[Exercise] Your answer should consist of each line below that contains the string "ConfigResult".

[Information supplied]

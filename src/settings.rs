//! Environment-driven configuration for a single cache resolution.
//!
//! [`CacheSettings`] is loaded through `OrthoConfig` from variables
//! prefixed with `PREBUILT_CACHE_` (for example `PREBUILT_CACHE_VERSION`)
//! and translated into a [`CacheStore`] and a [`CacheRequest`].

use std::ffi::OsString;
use std::fmt;
use std::str::FromStr;
use std::time::Duration;

use camino::{Utf8Path, Utf8PathBuf};
use color_eyre::eyre::eyre;
use ortho_config::OrthoConfig;
use reqwest::Url;
use serde::{Deserialize, Serialize};

use crate::cache::{CacheRequest, CacheStore, DEFAULT_CONFIGURATION, resolve_cache_dir};
use crate::error::{ConfigError, ConfigResult, Result};
use crate::fetch::{
    ExternalCommandFetcher, Fetcher, HostedReleaseFetcher, HttpCredentials, StaticManifestFetcher,
};
use crate::manifest::BinaryProjectManifest;
use crate::model::{
    Dependency, DependencySource, HostedRepository, PinnedVersion, PlatformSet, parse_platforms,
};

/// Download strategy selected by `PREBUILT_CACHE_FETCHER`.
#[derive(Debug, Clone, Copy, Default, PartialEq, Eq)]
pub enum FetcherKind {
    /// Never download; serve only what is already cached.
    #[default]
    None,
    /// Run `PREBUILT_CACHE_EXTERNAL_COMMAND`.
    Command,
    /// Download release assets from the hosting service.
    Hosted,
    /// Download URLs from `PREBUILT_CACHE_MANIFEST_PATH`.
    Manifest,
}

impl FromStr for FetcherKind {
    type Err = ConfigError;

    fn from_str(raw: &str) -> ConfigResult<Self> {
        match raw.trim().to_ascii_lowercase().as_str() {
            "" | "none" | "local" => Ok(Self::None),
            "command" => Ok(Self::Command),
            "hosted" | "github" => Ok(Self::Hosted),
            "manifest" | "binary" => Ok(Self::Manifest),
            _ => Err(ConfigError::from(eyre!(
                "unknown fetcher '{raw}'; expected none, command, hosted, or manifest"
            ))),
        }
    }
}

/// Captures cache settings supplied via environment variables.
///
/// # Examples
/// ```
/// use prebuilt_cache::CacheSettings;
///
/// let cfg = CacheSettings::default();
/// assert!(cfg.lock_timeout().is_none());
/// ```
#[derive(Clone, Default, Serialize, Deserialize, OrthoConfig)]
#[ortho_config(prefix = "PREBUILT_CACHE")]
pub struct CacheSettings {
    /// Cache root; discovered from XDG conventions when absent.
    pub cache_dir: Option<Utf8PathBuf>,
    /// Seconds to wait for an entry lock; absent waits forever.
    pub lock_timeout_secs: Option<u64>,
    /// Whether the resolved dependency hash participates in the key.
    pub strict_match: Option<bool>,
    /// Comma-separated platforms the artifact must contain.
    pub platforms: Option<String>,
    /// `none`, `command`, `hosted`, or `manifest`.
    pub fetcher: Option<String>,
    /// Shell command used by the `command` fetcher.
    pub external_command: Option<String>,
    /// Seconds before the external command is killed.
    pub command_timeout_secs: Option<u64>,
    /// Access token for authenticated downloads.
    pub token: Option<String>,
    /// JSON binary project manifest for the `manifest` fetcher.
    pub manifest_path: Option<Utf8PathBuf>,
    /// Dependency name.
    pub dependency: Option<String>,
    /// `owner/name` coordinates of a hosted dependency.
    pub repository: Option<String>,
    /// Pinned version.
    #[ortho_config(cli_long = "pinned-version")]
    pub version: Option<String>,
    /// Build configuration; defaults to `Release`.
    pub configuration: Option<String>,
    /// Toolchain version.
    pub toolchain: Option<String>,
    /// Fingerprint of the resolved dependency graph.
    pub resolved_hash: Option<String>,
}

impl fmt::Debug for CacheSettings {
    fn fmt(&self, f: &mut fmt::Formatter<'_>) -> fmt::Result {
        f.debug_struct("CacheSettings")
            .field("cache_dir", &self.cache_dir)
            .field("lock_timeout_secs", &self.lock_timeout_secs)
            .field("strict_match", &self.strict_match)
            .field("platforms", &self.platforms)
            .field("fetcher", &self.fetcher)
            .field("external_command", &self.external_command)
            .field("command_timeout_secs", &self.command_timeout_secs)
            .field("token", &self.token.as_ref().map(|_| "[REDACTED]"))
            .field("manifest_path", &self.manifest_path)
            .field("dependency", &self.dependency)
            .field("repository", &self.repository)
            .field("version", &self.version)
            .field("configuration", &self.configuration)
            .field("toolchain", &self.toolchain)
            .field("resolved_hash", &self.resolved_hash)
            .finish()
    }
}

/// Returns the trimmed value when it is not blank.
fn non_blank(value: Option<&String>) -> Option<&str> {
    value.map(|raw| raw.trim()).filter(|raw| !raw.is_empty())
}

fn required<'a>(value: Option<&'a String>, name: &str) -> ConfigResult<&'a str> {
    non_blank(value)
        .ok_or_else(|| ConfigError::from(eyre!("PREBUILT_CACHE_{name} must be set")))
}

impl CacheSettings {
    /// Loads configuration from environment variables without parsing CLI arguments.
    ///
    /// # Errors
    ///
    /// Returns an error when a variable cannot be parsed into its field.
    pub fn load() -> ConfigResult<Self> {
        let args = [OsString::from("prebuilt-cache")];
        Self::load_from_iter(args).map_err(|err| ConfigError::from(eyre!(err)))
    }

    /// Cache root, falling back to discovery.
    #[must_use]
    pub fn cache_root(&self) -> Utf8PathBuf {
        self.cache_dir
            .clone()
            .filter(|dir| !dir.as_str().trim().is_empty())
            .unwrap_or_else(resolve_cache_dir)
    }

    /// Lock wait limit.
    #[must_use]
    pub fn lock_timeout(&self) -> Option<Duration> {
        self.lock_timeout_secs.map(Duration::from_secs)
    }

    /// External command time limit.
    #[must_use]
    pub fn command_timeout(&self) -> Option<Duration> {
        self.command_timeout_secs.map(Duration::from_secs)
    }

    /// Selected download strategy.
    ///
    /// # Errors
    ///
    /// Returns an error for an unknown strategy name.
    pub fn fetcher_kind(&self) -> ConfigResult<FetcherKind> {
        self.fetcher
            .as_deref()
            .map_or(Ok(FetcherKind::None), FetcherKind::from_str)
    }

    /// Requested platforms; every platform when unset.
    ///
    /// # Errors
    ///
    /// Returns an error naming an unknown platform.
    pub fn platform_set(&self) -> ConfigResult<PlatformSet> {
        parse_platforms(self.platforms.as_deref().unwrap_or_default())
    }

    /// Token credentials, if configured.
    #[must_use]
    pub fn credentials(&self) -> Option<HttpCredentials> {
        non_blank(self.token.as_ref()).map(HttpCredentials::token)
    }

    /// Loads the binary project manifest, if configured.
    ///
    /// # Errors
    ///
    /// Returns an error when the manifest cannot be read or parsed.
    pub fn manifest(&self) -> ConfigResult<Option<BinaryProjectManifest>> {
        self.manifest_path
            .as_deref()
            .map(BinaryProjectManifest::load)
            .transpose()
    }

    /// Builds the configured download strategy.
    ///
    /// # Errors
    ///
    /// Returns a configuration error for inconsistent settings and a cache
    /// error when an HTTP client cannot be built.
    pub fn to_fetcher(&self) -> Result<Fetcher> {
        let fetcher = match self.fetcher_kind()? {
            FetcherKind::None => Fetcher::local_only(),
            FetcherKind::Command => {
                let command = required(self.external_command.as_ref(), "EXTERNAL_COMMAND")?;
                ExternalCommandFetcher::new(command)
                    .with_timeout(self.command_timeout())
                    .into()
            }
            FetcherKind::Hosted => HostedReleaseFetcher::with_reqwest()?.into(),
            FetcherKind::Manifest => StaticManifestFetcher::with_reqwest()?.into(),
        };
        Ok(fetcher)
    }

    /// Builds a store rooted at [`CacheSettings::cache_root`].
    ///
    /// # Errors
    ///
    /// See [`CacheSettings::to_fetcher`].
    pub fn to_store(&self) -> Result<CacheStore> {
        Ok(CacheStore::new(self.cache_root(), self.to_fetcher()?))
    }

    /// Builds the request described by these settings.
    ///
    /// # Errors
    ///
    /// Returns an error when the version, toolchain, or dependency identity
    /// is missing, or when a referenced manifest is unreadable.
    pub fn to_request(&self) -> ConfigResult<CacheRequest> {
        let version = required(self.version.as_ref(), "VERSION")?;
        let toolchain = required(self.toolchain.as_ref(), "TOOLCHAIN")?;
        let dependency = self.to_dependency()?;

        let mut request = CacheRequest::new(dependency, PinnedVersion::new(version), toolchain)
            .with_configuration(
                non_blank(self.configuration.as_ref()).unwrap_or(DEFAULT_CONFIGURATION),
            )
            .with_strict_match(self.strict_match.unwrap_or(false))
            .with_platforms(self.platform_set()?)
            .with_lock_timeout(self.lock_timeout());
        if let Some(hash) = non_blank(self.resolved_hash.as_ref()) {
            request = request.with_resolved_hash(hash);
        }
        if let Some(credentials) = self.credentials() {
            request = request.with_credentials(credentials);
        }
        if let Some(manifest) = self.manifest()? {
            request = request.with_manifest(manifest);
        }
        Ok(request)
    }

    fn to_dependency(&self) -> ConfigResult<Dependency> {
        let explicit = non_blank(self.dependency.as_ref());
        if let Some(raw) = non_blank(self.repository.as_ref()) {
            let repository = HostedRepository::parse(raw)?;
            let name = explicit.map_or_else(|| repository.name.clone(), str::to_owned);
            return Ok(Dependency::new(name, DependencySource::Hosted(repository)));
        }
        let name = explicit.ok_or_else(|| {
            ConfigError::from(eyre!(
                "PREBUILT_CACHE_DEPENDENCY or PREBUILT_CACHE_REPOSITORY must be set"
            ))
        })?;
        match self.manifest_path.as_deref() {
            Some(path) => Ok(Dependency::binary(name, manifest_url(path)?)),
            None => Ok(Dependency::new(name, DependencySource::Git(name.to_owned()))),
        }
    }
}

/// Converts a manifest path into a `file://` URL.
fn manifest_url(path: &Utf8Path) -> ConfigResult<Url> {
    let absolute = std::path::absolute(path)
        .map_err(|err| ConfigError::from(eyre!("failed to resolve manifest path {path}: {err}")))?;
    Url::from_file_path(&absolute)
        .map_err(|()| ConfigError::from(eyre!("manifest path {path} cannot form a URL")))
}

[Output]
use crate::error::{ConfigError, ConfigResult, Result};
    fn from_str(raw: &str) -> ConfigResult<Self> {
fn required<'a>(value: Option<&'a String>, name: &str) -> ConfigResult<&'a str> {
    pub fn load() -> ConfigResult<Self> {
    pub fn fetcher_kind(&self) -> ConfigResult<FetcherKind> {
    pub fn platform_set(&self) -> ConfigResult<PlatformSet> {
    pub fn manifest(&self) -> ConfigResult<Option<BinaryProjectManifest>> {
    pub fn to_request(&self) -> ConfigResult<CacheRequest> {
    fn to_dependency(&self) -> ConfigResult<Dependency> {
fn manifest_url(path: &Utf8Path) -> ConfigResult<Url> {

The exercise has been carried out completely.